先日厚労省の介護給付費分科会にて、平成24年度介護報酬改定に係る諮問が行われ、来年度からの介護報酬が公表されました。
ニュースなどでは、全体の介護報酬は1.2%増と報道されていますが、個々に見ていくと、医療とそれほど密接にかかわっていないようなサービスについては、大幅減となっているところも多く、私の働く通所介護(いわゆるデイサービス)でも、減額です。
通所介護に関して言えば、
・レスパイト機能を高める事(介護する人の助けになるように長い時間利用できるようにするところには厚く報酬が配慮されているようです)
・リハビリテーションをちゃんとする事
と言うところに、重点が置かれているようです。
自分自身、理学療法士なので、リハビリテーションに対して着目してもらっているという部分は、喜ぶべき事なのだと思いますが、現状で、通所介護でのリハビリテーション(そもそも、リハビリテーションという言葉の使い方、機能訓練という言葉の使い方のあまりのあいまいさにがっかりするのですが・・・)の目指すところが分かりにくい。
いまでも、通所介護と通所リハの違いがあいまいなのに、さらに訳が分からなくなる可能性大。
理学療法士なり作業療法士の仕事自体は医師の指示のもとに行う医療行為で、通所介護での機能訓練は誰の指示?それは、そのPT・OT・ST・Nsなど個人の責任で?それとも、主治医に指示をもらうのか?

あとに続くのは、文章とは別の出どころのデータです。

//! Run command implementation: fetch, then combine.

use anyhow::{Context, Result};
use std::path::Path;
use tracing::info;

use crate::commands::{combine, fetch};
use crate::config::Config;
use crate::lock::LockGuard;
use crate::report::{format_count_with_separator, ReportFormat, RunReport};
use crate::workspace::Workspace;

/// Run the full pipeline
pub async fn run(format: ReportFormat, skip_fetch: bool, config_path: &Path) -> Result<()> {
    let config = Config::load_or_default(config_path)
        .with_context(|| format!("Failed to load config from {:?}", config_path))?;
    let workspace = Workspace::new(&config);
    let _lock = LockGuard::acquire(workspace.work_dir())?;

    let mut report = RunReport::new();
    if skip_fetch {
        info!("Skipping fetch, reusing {}", workspace.work_dir().display());
    } else {
        workspace
            .prepare()
            .context("Failed to prepare work directories")?;
        fetch::fetch_all(&config, &workspace, &mut report).await?;
    }

    let total = combine::combine(&config, &workspace, &mut report)?;

    println!("{}", report.render(format)?);
    if format == ReportFormat::Text {
        println!(
            "[OK] {} unique domains written to {}",
            format_count_with_separator(total),
            workspace.output_dir().display()
        );
    }
    Ok(())
}
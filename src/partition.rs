//! Partition writer: serialize one category's domain set into size-bounded
//! `0.0.0.0 <domain>` list files.
//!
//! Each partition is written to a temporary file in the output directory and
//! renamed into place when it is closed, so a crashed run never leaves a
//! truncated list that looks complete.

use std::collections::HashSet;
use std::fs;
use std::io::{BufWriter, Write};
use std::path::{Path, PathBuf};
use tempfile::NamedTempFile;
use tracing::{debug, warn};

use crate::config::Config;
use crate::error::CombinerError;

/// Sink address written in front of every domain
pub const BLACKHOLE_ADDR: &str = "0.0.0.0";

/// Display title for a category: `_`/`-` become spaces, each word capitalized.
///
/// Only the first letter of a word is touched, so `DNS_Over_HTTPS` becomes
/// `DNS Over HTTPS`.
pub fn display_title(category: &str) -> String {
    let spaced = category.replace(['_', '-'], " ");
    let mut out = String::with_capacity(spaced.len());
    let mut at_word_start = true;
    for c in spaced.chars() {
        if at_word_start {
            out.extend(c.to_uppercase());
        } else {
            out.push(c);
        }
        at_word_start = !c.is_alphanumeric();
    }
    out
}

/// Result of writing one category
#[derive(Debug, Clone, Default)]
pub struct WriteSummary {
    /// Distinct domains emitted across all partitions
    pub domains: usize,
    /// Final paths of the partitions, in index order
    pub partitions: Vec<PathBuf>,
}

/// One open output file
struct Partition {
    writer: BufWriter<NamedTempFile>,
    target: PathBuf,
    body_bytes: u64,
    lines: usize,
}

impl Partition {
    fn open(dir: &Path, target: PathBuf, header: &str) -> Result<Self, CombinerError> {
        let temp = NamedTempFile::new_in(dir).map_err(|e| {
            CombinerError::FileSystem(format!("Failed to create {}: {}", target.display(), e))
        })?;
        let mut writer = BufWriter::new(temp);
        writeln!(writer, "{}", header)?;
        Ok(Self {
            writer,
            target,
            body_bytes: 0,
            lines: 0,
        })
    }

    fn write_line(&mut self, line: &str) -> Result<(), CombinerError> {
        self.writer.write_all(line.as_bytes())?;
        self.body_bytes += line.len() as u64;
        self.lines += 1;
        Ok(())
    }

    fn close(self) -> Result<PathBuf, CombinerError> {
        let temp = self
            .writer
            .into_inner()
            .map_err(|e| CombinerError::FileSystem(e.error().to_string()))?;
        temp.as_file().sync_all()?;
        temp.persist(&self.target).map_err(|e| {
            CombinerError::FileSystem(format!(
                "Failed to persist {}: {}",
                self.target.display(),
                e.error
            ))
        })?;
        debug!(
            "Closed {} ({} lines, {} bytes)",
            self.target.display(),
            self.lines,
            self.body_bytes
        );
        Ok(self.target)
    }
}

/// Writes category buckets to the output directory.
#[derive(Debug, Clone)]
pub struct PartitionWriter {
    output_dir: PathBuf,
    max_partition_bytes: u64,
    split: bool,
    sort: bool,
    extension: String,
}

impl PartitionWriter {
    pub fn new(output_dir: impl Into<PathBuf>, max_partition_bytes: u64) -> Self {
        Self {
            output_dir: output_dir.into(),
            max_partition_bytes,
            split: true,
            sort: true,
            extension: "txt".to_string(),
        }
    }

    pub fn from_config(config: &Config) -> Self {
        Self::new(&config.output_dir, config.max_partition_bytes)
            .with_split(config.split_output)
            .with_sort(config.sort_output)
            .with_extension(&config.list_extension)
    }

    /// Enable or disable splitting into numbered parts
    pub fn with_split(mut self, split: bool) -> Self {
        self.split = split;
        self
    }

    /// Enable or disable lexicographic ordering of domains
    pub fn with_sort(mut self, sort: bool) -> Self {
        self.sort = sort;
        self
    }

    pub fn with_extension(mut self, extension: &str) -> Self {
        self.extension = extension.to_string();
        self
    }

    pub fn output_dir(&self) -> &Path {
        &self.output_dir
    }

    fn partition_path(&self, category: &str, index: usize) -> PathBuf {
        let name = if self.split {
            format!("{}{}.{}", category, index, self.extension)
        } else {
            format!("{}.{}", category, self.extension)
        };
        self.output_dir.join(name)
    }

    fn header(&self, title: &str, index: usize) -> String {
        if self.split {
            format!("# {} Part {}", title, index)
        } else {
            format!("# {}", title)
        }
    }

    fn open(&self, category: &str, title: &str, index: usize) -> Result<Partition, CombinerError> {
        Partition::open(
            &self.output_dir,
            self.partition_path(category, index),
            &self.header(title, index),
        )
    }

    /// Write one category's domains, rotating to a new partition whenever the
    /// next line would push the current one past `max_partition_bytes`.
    ///
    /// A partition always receives at least one line before it can be
    /// rotated, so a single line longer than the threshold is written alone.
    /// On error the partitions already persisted for this category are
    /// removed, so a failed category leaves nothing on disk.
    pub fn write(
        &self,
        category: &str,
        domains: &HashSet<String>,
    ) -> Result<WriteSummary, CombinerError> {
        let mut summary = WriteSummary::default();
        match self.write_partitions(category, domains, &mut summary) {
            Ok(()) => Ok(summary),
            Err(e) => {
                for path in &summary.partitions {
                    if let Err(remove_err) = fs::remove_file(path) {
                        warn!("Failed to remove {}: {}", path.display(), remove_err);
                    }
                }
                Err(e)
            }
        }
    }

    fn write_partitions(
        &self,
        category: &str,
        domains: &HashSet<String>,
        summary: &mut WriteSummary,
    ) -> Result<(), CombinerError> {
        let title = display_title(category);

        let mut ordered: Vec<&String> = domains.iter().collect();
        if self.sort {
            ordered.sort_unstable();
        }

        let mut index = 1;
        let mut current = self.open(category, &title, index)?;

        for domain in ordered {
            let line = format!("{} {}\n", BLACKHOLE_ADDR, domain);
            let len = line.len() as u64;

            if current.body_bytes + len > self.max_partition_bytes && current.lines > 0 {
                if self.split {
                    summary.partitions.push(current.close()?);
                    index += 1;
                    current = self.open(category, &title, index)?;
                } else if current.body_bytes <= self.max_partition_bytes {
                    warn!(
                        "{} exceeds {} bytes but splitting is disabled",
                        category, self.max_partition_bytes
                    );
                }
            }

            current.write_line(&line)?;
            summary.domains += 1;
        }

        summary.partitions.push(current.close()?);
        Ok(())
    }
}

もともと、リハビリテーションを医療的リハビリテーションとごっちゃにして使っている方々(世間一般的にそうかもしれませんが・・・)が制度を作っているとしか思えません。
レスパイト機能を高めるというのも、言葉だけ聞いていると、素晴らしい事のように聞こえますが、今までの時間区分を少しずつずらし、一段階下の区分になるようにすることで、介護報酬の減額を図ったというのが、一番の目的に見えます。(事実、営業時間の変更と、職員の配置に頭を悩ませんている通所介護の管理者は数多く)
少し前の厚労大臣の推していた「お泊りデイ」はどこへやら。最大12時間の延長も認めるということなので、朝9時から夜9時のデイサービスもあるのかも。

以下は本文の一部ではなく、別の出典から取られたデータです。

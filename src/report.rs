//! Per-run report: what was fetched, what was skipped and why, and what was written.
//!
//! Every recoverable failure in the pipeline lands here instead of being
//! discarded, so "zero domains because the source was empty" can be told
//! apart from "zero domains because every fetch failed".

use chrono::{DateTime, Utc};
use serde::Serialize;
use std::fmt::Write as _;
use std::path::{Path, PathBuf};
use tracing::{debug, warn};

/// Report output format
#[derive(Debug, Clone, Copy, PartialEq, Eq, Default)]
pub enum ReportFormat {
    #[default]
    Text,
    Json,
}

impl std::str::FromStr for ReportFormat {
    type Err = String;

    fn from_str(s: &str) -> Result<Self, Self::Err> {
        match s.to_lowercase().as_str() {
            "text" | "txt" => Ok(ReportFormat::Text),
            "json" => Ok(ReportFormat::Json),
            _ => Err(format!("Unknown format: {}. Use text or json", s)),
        }
    }
}

/// Why an input or output unit was dropped
#[derive(Debug, Clone, Copy, PartialEq, Eq, Serialize)]
#[serde(rename_all = "snake_case")]
pub enum SkipReason {
    Excluded,
    NotAFile,
    DirectoryUnavailable,
    OpenFailed,
    ReadFailed,
    FetchFailed,
    WriteFailed,
}

impl std::fmt::Display for SkipReason {
    fn fmt(&self, f: &mut std::fmt::Formatter<'_>) -> std::fmt::Result {
        let s = match self {
            SkipReason::Excluded => "excluded",
            SkipReason::NotAFile => "not a file",
            SkipReason::DirectoryUnavailable => "directory unavailable",
            SkipReason::OpenFailed => "open failed",
            SkipReason::ReadFailed => "read failed",
            SkipReason::FetchFailed => "fetch failed",
            SkipReason::WriteFailed => "write failed",
        };
        f.write_str(s)
    }
}

#[derive(Debug, Clone, Serialize)]
pub struct Skipped {
    /// File, directory, URL or category the skip applies to
    pub subject: String,
    pub reason: SkipReason,
    pub detail: Option<String>,
}

/// Outcome of fetching one configured source
#[derive(Debug, Clone, Serialize)]
pub struct SourceOutcome {
    pub name: String,
    pub files_written: usize,
    pub error: Option<String>,
}

#[derive(Debug, Clone, Serialize)]
pub struct CategoryStats {
    pub category: String,
    pub domains: usize,
    pub partitions: Vec<PathBuf>,
}

#[derive(Debug, Clone, Serialize)]
pub struct RunReport {
    pub generated_at: DateTime<Utc>,
    pub sources: Vec<SourceOutcome>,
    pub skipped: Vec<Skipped>,
    pub categories: Vec<CategoryStats>,
    /// Lines dropped because they were not valid UTF-8
    pub invalid_lines: usize,
    /// Distinct domains emitted, summed over categories
    pub total_domains: usize,
}

impl Default for RunReport {
    fn default() -> Self {
        Self::new()
    }
}

impl RunReport {
    pub fn new() -> Self {
        Self {
            generated_at: Utc::now(),
            sources: Vec::new(),
            skipped: Vec::new(),
            categories: Vec::new(),
            invalid_lines: 0,
            total_domains: 0,
        }
    }

    /// Record a dropped unit and emit a structured log event for it
    pub fn skip(&mut self, subject: impl Into<String>, reason: SkipReason, detail: Option<String>) {
        let subject = subject.into();
        match reason {
            SkipReason::Excluded => debug!(subject = %subject, "Skipping excluded list"),
            _ => warn!(
                subject = %subject,
                reason = %reason,
                detail = detail.as_deref().unwrap_or(""),
                "Skipped"
            ),
        }
        self.skipped.push(Skipped {
            subject,
            reason,
            detail,
        });
    }

    /// Convenience for path subjects
    pub fn skip_path(&mut self, path: &Path, reason: SkipReason, detail: Option<String>) {
        self.skip(path.display().to_string(), reason, detail);
    }

    pub fn record_source(&mut self, outcome: SourceOutcome) {
        self.sources.push(outcome);
    }

    pub fn record_category(&mut self, stats: CategoryStats) {
        self.total_domains += stats.domains;
        self.categories.push(stats);
    }

    /// Number of skips with the given reason
    pub fn count_skipped(&self, reason: SkipReason) -> usize {
        self.skipped.iter().filter(|s| s.reason == reason).count()
    }

    pub fn render(&self, format: ReportFormat) -> anyhow::Result<String> {
        match format {
            ReportFormat::Text => Ok(self.format_text()),
            ReportFormat::Json => Ok(serde_json::to_string_pretty(self)?),
        }
    }

    fn format_text(&self) -> String {
        let mut out = String::new();
        let _ = writeln!(out, "--- FINAL REPORT ---");

        if !self.sources.is_empty() {
            let _ = writeln!(out, "Sources:");
            for source in &self.sources {
                match &source.error {
                    None => {
                        let _ = writeln!(
                            out,
                            "  [OK]   {:<12} {} files",
                            source.name, source.files_written
                        );
                    }
                    Some(e) => {
                        let _ = writeln!(out, "  [FAIL] {:<12} {}", source.name, e);
                    }
                }
            }
        }

        if !self.categories.is_empty() {
            let _ = writeln!(out, "Categories:");
            for cat in &self.categories {
                let _ = writeln!(
                    out,
                    "  {:<28} {:>12} domains  {} part(s)",
                    cat.category,
                    format_count_with_separator(cat.domains),
                    cat.partitions.len()
                );
            }
        }

        let not_excluded: Vec<_> = self
            .skipped
            .iter()
            .filter(|s| s.reason != SkipReason::Excluded)
            .collect();
        if !not_excluded.is_empty() {
            let _ = writeln!(out, "Skipped:");
            for s in not_excluded {
                let _ = writeln!(out, "  {} ({})", s.subject, s.reason);
            }
        }
        if self.invalid_lines > 0 {
            let _ = writeln!(
                out,
                "Lines dropped (invalid encoding): {}",
                format_count_with_separator(self.invalid_lines)
            );
        }

        let _ = writeln!(
            out,
            "Total unique domains protected: {}",
            format_count_with_separator(self.total_domains)
        );
        out
    }
}

/// Format a number with thousands separators (1,234,567).
pub fn format_count_with_separator(n: usize) -> String {
    let digits = n.to_string();
    let mut out = String::with_capacity(digits.len() + digits.len() / 3);
    for (i, c) in digits.chars().enumerate() {
        if i > 0 && (digits.len() - i) % 3 == 0 {
            out.push(',');
        }
        out.push(c);
    }
    out
}

/// Format bytes in human-readable form (KiB, MiB, GiB).
pub fn format_bytes(bytes: u64) -> String {
    const KIB: u64 = 1024;
    const MIB: u64 = KIB * 1024;
    const GIB: u64 = MIB * 1024;

    match bytes {
        b if b >= GIB => format!("{:.1} GiB", b as f64 / GIB as f64),
        b if b >= MIB => format!("{:.1} MiB", b as f64 / MIB as f64),
        b if b >= KIB => format!("{:.1} KiB", b as f64 / KIB as f64),
        b => format!("{} B", b),
    }
}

結局負担になるのは、利用される高齢者の方と、現場の職員なわけで・・・
今後も、介護職離れは避けられない状況ではないかと思ったのでした。
来年度からの改正に伴い、自分自身の身の振り方も考えなければいけないのかな・・・と思うのですが、現状、今の職場での来年度からの方針がいまいち定まらず、静観しているような具合です。最悪、来年度からの契約打ち切りもありかなと思っています。(1年契約のパートですから・・・・)
自分の体の事(先日の診察・点滴ではいつでも手術してもよしと言われ…)、ケアマネの研修の事、仕事の事、家族の事、色々考えるとどこに進むのも、躊躇ばっかり・・・なっさけないと思いますが、なるようになるだろうと思っているところもあり・・なのです。